Bagiku, reaksi beliau yang marah dengan pertanyaan pada insiden itu membuatku syok, karena sangat tidak seperti beliau yang biasanya ketika menjawab pertanyaanku pada momen-momen lainnya. Dengan peristiwa seperti ini, aku memikirkan kembali kebiasaanku bertanya kepada beliau. Kupikir kurang tepat jika menanyakan semua hal kepada Papah. Menurut kerabatku, memang sebaiknya hal yang berkenaan dengan anggota keluarga inti itu lebih tepat jika ditanyakan kepada Eyang Kakung, kakek dari Mamah, karena itu topik yang terlalu sensitif jika dibicarakan dengan sesama keluarga inti.
Kesulitanku yang sangat untuk lepas dari rasa sedih akibat insiden kelinci itu sebenarnya adalah penyesalanku yang tiada habis-habisnya. Penyesalan yang timbul antara lain karena aku menanyakan hal sensitif seperti itu kepada orang yang kurang tepat dan juga karena malah timbul pikiran yang absurd sehingga bertanya seperti itu. Untuk pertanyaan semacam itu, rupanya Papah bukan orang yang tepat, berbeda dengan pertanyaanku yang lainnya. Hal ini baru kusadari pada tahun-tahunku sebagai remaja ketika SMA.
Kalimat yang sering muncul dalam pikiranku ketika sedang flashback insiden itu adalah, "Seharusnya aku membiarkan saja diriku tidak tahu jawabannya dari pertanyaan itu dan kemudian jawaban itu ditemukan oleh diriku sendiri". Dari kalimat tersebut jelas bahwa memang bukan karena aku sakit hati kepada Papah yang membuatku sangat kesulitan melupakan insiden itu. Lebih ke diriku sendiri. Selama lebih dari sepuluh tahun lamanya, aku terus diliputi perasaan malu karena pernah bertanya hal seaneh itu, perasaan rendah diri karena bisa senaif itu sehingga terlambat menyadari bahwa pertanyaan seperti itu adalah tidak etis, dan perasaan bersalah karena telah menyinggung salah satu orang tuaku dengan suatu kepo yang tidak ada obatnya.

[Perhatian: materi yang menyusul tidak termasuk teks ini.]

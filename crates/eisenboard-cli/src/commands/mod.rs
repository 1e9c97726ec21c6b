pub mod config;
pub mod evaluate;
pub mod questions;
pub mod stats;
pub mod task;

use eisenboard_core::scoring::AnswerMap;

/// Parse a comma-separated answer list (`y,n,yes,no,1,0,true,false`).
/// Position `i` answers question `i + 1`; empty slots are left unanswered,
/// so `y,,n` answers questions 1 and 3.
pub fn parse_answers(raw: &str) -> Result<AnswerMap, String> {
    let mut answers = AnswerMap::new();
    for (index, item) in raw.split(',').enumerate() {
        let yes = match item.trim().to_ascii_lowercase().as_str() {
            "" => continue,
            "y" | "yes" | "1" | "true" => true,
            "n" | "no" | "0" | "false" => false,
            other => return Err(format!("invalid answer '{other}' (expected y or n)")),
        };
        answers.set(index as u32 + 1, yes);
    }
    Ok(answers)
}
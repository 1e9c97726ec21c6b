//! Board statistics.

use serde::Serialize;
use std::collections::BTreeMap;

use crate::scoring::Quadrant;
use crate::task::{Priority, Task, TaskStatus};

#[derive(Debug, Clone, PartialEq, Serialize)]
#[serde(rename_all = "camelCase")]
pub struct BoardStats {
    pub total: usize,
    pub completed: usize,
    /// Percent, one decimal.
    pub completion_rate: f64,
    pub by_priority: BTreeMap<String, usize>,
    pub by_status: BTreeMap<String, usize>,
    pub evaluated: usize,
    pub by_quadrant: BTreeMap<String, usize>,
}

impl BoardStats {
    pub fn from_tasks<'a>(tasks: impl IntoIterator<Item = &'a Task>) -> Self {
        let mut by_priority: BTreeMap<String, usize> = Priority::ALL
            .iter()
            .map(|p| (p.to_string(), 0))
            .collect();
        let mut by_status: BTreeMap<String, usize> = TaskStatus::ALL
            .iter()
            .map(|s| (s.to_string(), 0))
            .collect();
        let mut by_quadrant: BTreeMap<String, usize> = Quadrant::ALL
            .iter()
            .map(|q| (q.as_tag().to_string(), 0))
            .collect();

        let mut total = 0;
        let mut completed = 0;
        let mut evaluated = 0;
        for task in tasks {
            total += 1;
            if task.completed {
                completed += 1;
            }
            *by_priority.entry(task.priority.to_string()).or_default() += 1;
            *by_status.entry(task.status().to_string()).or_default() += 1;
            if let Some(evaluation) = &task.evaluation {
                evaluated += 1;
                *by_quadrant
                    .entry(evaluation.quadrant().as_tag().to_string())
                    .or_default() += 1;
            }
        }

        Self {
            total,
            completed,
            completion_rate: completion_rate(completed, total),
            by_priority,
            by_status,
            evaluated,
            by_quadrant,
        }
    }
}

fn completion_rate(completed: usize, total: usize) -> f64 {
    if total == 0 {
        return 0.0;
    }
    let percent = completed as f64 / total as f64 * 100.0;
    (percent * 10.0).round() / 10.0
}

#[cfg(test)]
mod tests {
    use super::*;
    use crate::task::{NewTask, StoredEvaluation};
    use chrono::{TimeZone, Utc};

    fn task(id: i64, priority: Priority) -> Task {
        Task::from_new(
            id,
            NewTask::new("t").priority(priority),
            Utc.with_ymd_and_hms(2026, 4, 1, 0, 0, 0).unwrap(),
        )
    }

    #[test]
    fn empty_board_has_zero_rate() {
        let stats = BoardStats::from_tasks(&[]);
        assert_eq!(stats.total, 0);
        assert_eq!(stats.completion_rate, 0.0);
        assert_eq!(stats.by_priority["high"], 0);
        assert_eq!(stats.by_quadrant["urgent-important"], 0);
    }

    #[test]
    fn counts_and_rounds() {
        let mut done = task(1, Priority::High);
        done.toggle();
        let mut evaluated = task(2, Priority::Low);
        evaluated.evaluation = Some(StoredEvaluation {
            is_important: true,
            is_urgent: false,
            importance_score: 0.67,
            urgency_score: 0.3,
            time_urgency_score: None,
            question_urgency_score: None,
        });
        let mut doing = task(3, Priority::Medium);
        doing.set_status(TaskStatus::InProgress);
        let tasks = vec![done, evaluated, doing];

        let stats = BoardStats::from_tasks(&tasks);
        assert_eq!(stats.total, 3);
        assert_eq!(stats.completed, 1);
        assert_eq!(stats.completion_rate, 33.3);
        assert_eq!(stats.by_priority["low"], 1);
        assert_eq!(stats.by_status["done"], 1);
        assert_eq!(stats.by_status["inprogress"], 1);
        assert_eq!(stats.evaluated, 1);
        assert_eq!(stats.by_quadrant["important-not-urgent"], 1);
    }
}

Lewat insiden ini, kudapatkan banyak sekali pelajaran. Salah satunya adalah memaafkan diri sendiri itu lebih sulit ketimbang memaafkan orang lain. Tahun demi tahun kuhabiskan untuk menghujat diriku akibat peristiwa itu. Pada kenyataannya, pertanyaan itu tidak seburuk yang selama ini kupikir.